Enfin, le nouveau cahier des charges prévoit que l'éco-organisme, l'Agence de la transition écologique (Ademe) et les collectivités lancent une évaluation des coûts des opérations de nettoiement. L'éco-organisme pourra proposer de réviser le barème sur la base de cette étude et d'une évaluation du nombre de mégots abandonnés.

Un barème « écrasé »

Malgré ces aménagements en leur faveur, les fabricants de cigarettes ont tenté une dernière manœuvre pour réduire la facture. À la veille de la réunion de la Cifrep de janvier, les pouvoirs publics ont reçu le détail d'un projet d'accord entre l'Association des maires de France (AMF), la Confédération des buralistes, et Alcome, le probable futur éco-organisme.

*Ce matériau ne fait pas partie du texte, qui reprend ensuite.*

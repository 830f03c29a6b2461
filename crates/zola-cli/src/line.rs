//! Line-mode output for `zola chat --no-tui`

use std::future::Future;
use std::io::{self, Write};

use tokio::sync::broadcast::{
    self,
    error::{RecvError, TryRecvError},
};
use zola_client::{ChatEvent, ChatMessage, MessageId, MessageStatus, NotificationKind, Sender};

fn notification_icon(kind: NotificationKind) -> &'static str {
    match kind {
        NotificationKind::Success => "✔",
        NotificationKind::Error => "✖",
    }
}

/// The reply currently being printed
struct Reply {
    id: MessageId,
    /// Bytes of its content already written
    printed: usize,
}

/// Writes session events as plain text.
///
/// Deltas are printed as they arrive. After a lag the missed text is filled
/// in from the next full-content update instead.
pub struct LinePrinter<W: Write> {
    out: W,
    reply: Option<Reply>,
    stale: bool,
}

impl<W: Write> LinePrinter<W> {
    pub fn new(out: W) -> Self {
        Self {
            out,
            reply: None,
            stale: false,
        }
    }

    pub fn into_inner(self) -> W {
        self.out
    }

    /// Drive `job` to completion while printing the events it produces
    pub async fn pump<F: Future>(
        &mut self,
        job: F,
        rx: &mut broadcast::Receiver<ChatEvent>,
    ) -> io::Result<F::Output> {
        tokio::pin!(job);
        let output = loop {
            tokio::select! {
                biased;

                event = rx.recv() => match event {
                    Ok(event) => self.handle(&event)?,
                    Err(RecvError::Lagged(skipped)) => self.lagged(skipped),
                    Err(RecvError::Closed) => break (&mut job).await,
                },

                output = &mut job => break output,
            }
        };
        self.drain(rx)?;
        Ok(output)
    }

    /// Print everything already queued on `rx`
    pub fn drain(&mut self, rx: &mut broadcast::Receiver<ChatEvent>) -> io::Result<()> {
        loop {
            match rx.try_recv() {
                Ok(event) => self.handle(&event)?,
                Err(TryRecvError::Lagged(skipped)) => self.lagged(skipped),
                Err(TryRecvError::Empty | TryRecvError::Closed) => return Ok(()),
            }
        }
    }

    fn lagged(&mut self, skipped: u64) {
        tracing::debug!(skipped, "line printer lagged");
        self.stale = true;
    }

    pub fn handle(&mut self, event: &ChatEvent) -> io::Result<()> {
        match event {
            ChatEvent::MessageStart { message }
                if message.sender == Sender::Assistant
                    && message.status == MessageStatus::Streaming =>
            {
                self.reply = Some(Reply {
                    id: message.id,
                    printed: 0,
                });
                self.stale = false;
            }
            ChatEvent::MessageDelta { id, delta } => {
                if self.stale {
                    return Ok(());
                }
                if let Some(reply) = self.reply.as_mut().filter(|r| r.id == *id) {
                    write!(self.out, "{}", delta)?;
                    self.out.flush()?;
                    reply.printed += delta.len();
                }
            }
            ChatEvent::MessageUpdate { message } => self.catch_up(message)?,
            ChatEvent::MessageEnd { message } => {
                self.catch_up(message)?;
                writeln!(self.out)?;
            }
            ChatEvent::SendFailed { error } => writeln!(self.out, "\nError: {}", error)?,
            ChatEvent::Cleared { .. } => writeln!(self.out, "Cleared conversation.")?,
            ChatEvent::Notification { kind, message } => {
                writeln!(self.out, "[{} {}]", notification_icon(*kind), message)?;
            }
            ChatEvent::FileRemoved { name, removed } => {
                writeln!(self.out, "[removed {} × {}]", removed, name)?;
            }
            _ => {}
        }

        if event.is_terminal() {
            self.reply = None;
            self.stale = false;
        }
        Ok(())
    }

    /// Print whatever part of the reply's full content is not on screen yet
    fn catch_up(&mut self, message: &ChatMessage) -> io::Result<()> {
        if message.status == MessageStatus::Failed {
            return Ok(());
        }
        if message.sender != Sender::Assistant {
            return Ok(());
        }
        // The start of this reply was skipped in a lag
        if self.reply.as_ref().is_none_or(|r| r.id != message.id) {
            if self.reply.is_some() {
                writeln!(self.out)?;
            }
            self.reply = Some(Reply {
                id: message.id,
                printed: 0,
            });
        }
        let Some(reply) = self.reply.as_mut() else {
            return Ok(());
        };
        if let Some(rest) = message.content.get(reply.printed..) {
            write!(self.out, "{}", rest)?;
            self.out.flush()?;
            reply.printed = message.content.len();
        }
        self.stale = false;
        Ok(())
    }
}

#[cfg(test)]
mod tests {
    use super::*;
    use async_trait::async_trait;
    use bytes::Bytes;
    use std::sync::Arc;
    use zola_ai::RelayRequest;
    use zola_client::{ByteStream, ChatSession, RelayTransport, SessionConfig};

    /// Replies with the same body, one byte per chunk.
    struct ByteByByte(String);

    #[async_trait]
    impl RelayTransport for ByteByByte {
        async fn open(&self, _request: &RelayRequest) -> zola_client::Result<ByteStream> {
            let chunks: Vec<zola_client::Result<Bytes>> = self
                .0
                .bytes()
                .map(|b| Ok(Bytes::copy_from_slice(&[b])))
                .collect();
            Ok(Box::pin(futures::stream::iter(chunks)))
        }
    }

    struct Refuse;

    #[async_trait]
    impl RelayTransport for Refuse {
        async fn open(&self, _request: &RelayRequest) -> zola_client::Result<ByteStream> {
            Err(zola_client::Error::Relay {
                status: 502,
                message: "Upstream error: UNAVAILABLE".into(),
            })
        }
    }

    fn printed(printer: LinePrinter<Vec<u8>>) -> String {
        String::from_utf8(printer.into_inner()).unwrap()
    }

    #[tokio::test]
    async fn test_long_replies_printed_in_full() {
        let reply = "ab".repeat(300);
        let mut session = ChatSession::new(
            SessionConfig::default(),
            Arc::new(ByteByByte(reply.clone())),
        );
        let mut rx = session.subscribe();
        let mut printer = LinePrinter::new(Vec::new());

        printer.pump(session.send("hi"), &mut rx).await.unwrap().unwrap();
        printer.pump(session.send("again"), &mut rx).await.unwrap().unwrap();

        assert_eq!(printed(printer), format!("{}\n", reply).repeat(2));
    }

    #[tokio::test]
    async fn test_short_replies_stream_through_deltas() {
        let mut session = ChatSession::new(
            SessionConfig::default(),
            Arc::new(ByteByByte("0123456789".into())),
        );
        let mut rx = session.subscribe();
        let mut printer = LinePrinter::new(Vec::new());

        for _ in 0..30 {
            printer.pump(session.send("again"), &mut rx).await.unwrap().unwrap();
        }

        assert_eq!(printed(printer), "0123456789\n".repeat(30));
    }

    #[tokio::test]
    async fn test_failure_and_clear_reported() {
        let mut session = ChatSession::new(SessionConfig::default(), Arc::new(Refuse));
        let mut rx = session.subscribe();
        let mut printer = LinePrinter::new(Vec::new());

        assert!(printer.pump(session.send("hi"), &mut rx).await.unwrap().is_err());
        session.clear().unwrap();
        printer.drain(&mut rx).unwrap();

        assert_eq!(
            printed(printer),
            "\nError: Relay returned 502: Upstream error: UNAVAILABLE\nCleared conversation.\n"
        );
    }

    #[test]
    fn test_gap_filled_from_update() {
        let mut printer = LinePrinter::new(Vec::new());
        let id = MessageId::default();
        let mut reply = ChatMessage::placeholder(id);
        printer
            .handle(&ChatEvent::MessageStart {
                message: reply.clone(),
            })
            .unwrap();
        printer
            .handle(&ChatEvent::MessageDelta {
                id,
                delta: "Hel".into(),
            })
            .unwrap();
        printer.lagged(2);
        printer
            .handle(&ChatEvent::MessageDelta {
                id,
                delta: "d".into(),
            })
            .unwrap();
        reply.content = "Hello, world".into();
        printer
            .handle(&ChatEvent::MessageUpdate { message: reply })
            .unwrap();

        assert_eq!(printed(printer), "Hello, world");
    }
}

Selon les informations obtenues par Actu-Environnement, l'accord propose un barème « écrasé ». En 2021, le soutien proposé aurait été compris entre 0,02 et 0,15 €/hab/an selon les communes. La comparaison est délicate (le projet d'accord redéfinissait aussi les catégories de communes), mais ces montants sont bien loin de ceux inscrits dans le second projet ministériel (de 0,25 à 1,04 €/hab/an, en tenant compte de la réduction applicable en 2021). Ensuite, ces montants auraient dû augmenter pour atteindre en 2023 de 0,04 à 0,30 €/hab/an, contre 0,50 à 2,08 €/hab/an dans le projet du ministère. Ce dernier ne serait entré en vigueur qu'en 2024, sauf si des études montraient qu'il n'avait pas lieu d'être.

Selon les promoteurs de l'accord, les sommes versées auraient atteint 5,8 M€ en 2021, 8,7 M€ en 2021 et 11,6 M€ en 2023. En admettant, bien sûr, que l'ensemble des collectivités aient contracté avec l'éco-organisme, ce qui semble hautement improbable pour 2021, voire même les années suivantes…

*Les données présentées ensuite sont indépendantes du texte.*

//! zola-client: Chat session runtime
//!
//! This crate holds the conversation state, drives one send cycle at a time
//! against the relay endpoint, reassembles the streamed reply into a single
//! growing message, and extracts text from attached PDF files so it can ride
//! along with the next prompt.

pub mod decode;
pub mod error;
pub mod events;
pub mod extract;
pub mod handle;
pub mod message;
pub mod notification;
pub mod prompt;
pub mod session;
pub mod transport;

pub use error::{Error, Result};
pub use events::ChatEvent;
pub use extract::{ExtractionService, PdfExtractLib, PdfExtractor, UploadOutcome};
pub use handle::SessionHandle;
pub use message::{ChatMessage, GREETING, MessageId, MessageStatus, Sender, UploadedFile};
pub use notification::{Notification, NotificationBanner, NotificationKind};
pub use prompt::{compose_prompt, history_turns};
pub use session::{ChatSession, SendState, SessionConfig};
pub use transport::{ByteStream, HttpRelayTransport, RelayTransport};
//! Attachment list widget

use crate::theme::Theme;
use ratatui::{
    buffer::Buffer,
    layout::Rect,
    text::{Line, Span},
    widgets::{Paragraph, Widget, Wrap},
};

/// Attached file names as chips on one wrapping line
pub struct FileList<'a> {
    names: &'a [String],
    theme: &'a Theme,
}

impl<'a> FileList<'a> {
    pub fn new(names: &'a [String], theme: &'a Theme) -> Self {
        Self { names, theme }
    }

    /// Rows needed at `width`, 0 when nothing is attached
    pub fn height(names: &[String], width: u16) -> u16 {
        if names.is_empty() || width == 0 {
            return 0;
        }
        let total: usize = names.iter().map(|n| chip(n).chars().count() + 1).sum();
        total.div_ceil(width as usize).clamp(1, 3) as u16
    }
}

fn chip(name: &str) -> String {
    format!("📄 {} ✕", name)
}

impl Widget for FileList<'_> {
    fn render(self, area: Rect, buf: &mut Buffer) {
        if self.names.is_empty() || area.height == 0 {
            return;
        }
        let mut spans = Vec::with_capacity(self.names.len() * 2);
        for name in self.names {
            spans.push(Span::styled(chip(name), self.theme.accent_style()));
            spans.push(Span::raw(" "));
        }
        Paragraph::new(Line::from(spans))
            .wrap(Wrap { trim: true })
            .render(area, buf);
    }
}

Réactions3 réactions à cet article

Les industriels du tabac restent de toute évidence fidèles à leurs primes amours pour la dérégulation, l'écran de fumée (de cigarette ?) et l'intox des décideurs (tout autant que les fumeurs et leur entourage soumis au tabagisme passif).
L'ouvrage Les gardiens de la raison, co-écrit par Stéphane Foucart, Stéphane Horel et Sylvain Laurens et publié l'an dernier aux éditions La Découverte, montre fort bien comment ils ont dûment menti et intrigué durant des décennies et ont largement inspiré en cette voie les industriels des pesticides, des OGM, du nucléaire, de l'agroalimentaire, les climatosceptiques et autres anti-écologie démagogiques.

Pégase | 22 février 2021 à 13h57 Signaler un contenu inapproprié

Plutôt que ces tractations de marchands de tapis, ne serait il pas plus utile, de contraindre les cigarettiers à ne plus mettre de plastique dans leurs filtres? Tous les filtres ne sont pas récoltés et ceux qui sont abandonnés dans la nature polluent gravement pour des dizaines d'années, quant à ceux qui sont collectés, ils finissent à l'incinération et donc contribuent à la pollution de l'air, par la combustion du plastique. Résoudre la gestion des déchets par l'argent, pourquoi pas, encore faut il le mettre au bon endroit.

la souris verte | 24 février 2021 à 10h56 Signaler un contenu inapproprié

La solution de supprimer les plastiques n'est pas suffisante: il y a des substances toxiques et polluantes dans les mégots. C'est le geste de jeter le mégot qu'il faut supprimer: il faut habituer le citoyen à ne pas jeter de déchets par terre, en ville ou en milieu naturel.